_Exercise brief_. Report how many lines of the entries below contain the word "Debug", and nothing more.

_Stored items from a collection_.
pub mod error;
pub mod loader;
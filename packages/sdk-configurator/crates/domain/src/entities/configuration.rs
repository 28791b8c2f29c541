use crate::entities::delta::{ConfigurationDelta, FeatureAvailability};
use crate::entities::install::InstallLocation;
use crate::entities::relocation::RelocationPlan;
use crate::entities::rules::{ModuleRules, TargetRules};
use crate::entities::version::MayaVersion;
use crate::system::platform::{BuildConfigurationKind, TargetPlatform};
use serde::{Deserialize, Serialize};

/// Everything a build needs to compile, link and place one plug-in version.
#[derive(Debug, Clone, PartialEq, Eq, Serialize, Deserialize)]
pub struct BuildConfiguration {
    pub version: MayaVersion,
    pub platform: TargetPlatform,
    pub configuration: BuildConfigurationKind,
    pub install: InstallLocation,
    pub features: FeatureAvailability,
    pub module: ModuleRules,
    pub delta: ConfigurationDelta,
    pub target: TargetRules,
    pub relocation: RelocationPlan,
}

impl BuildConfiguration {
    /// Rendered post-build commands, in execution order.
    pub fn post_build_commands(&self) -> Vec<String> {
        self.relocation.command_lines(self.platform)
    }
}
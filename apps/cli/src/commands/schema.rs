use anyhow::Result;
use clap::Args;
use sdk_manifest::SdkSettings;

#[derive(Args, Debug)]
pub struct SchemaCommand {}

impl SchemaCommand {
    pub fn execute(&self) -> Result<()> {
        let schema = SdkSettings::json_schema();
        println!("{}", serde_json::to_string_pretty(&schema)?);
        Ok(())
    }
}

_Reply_. 2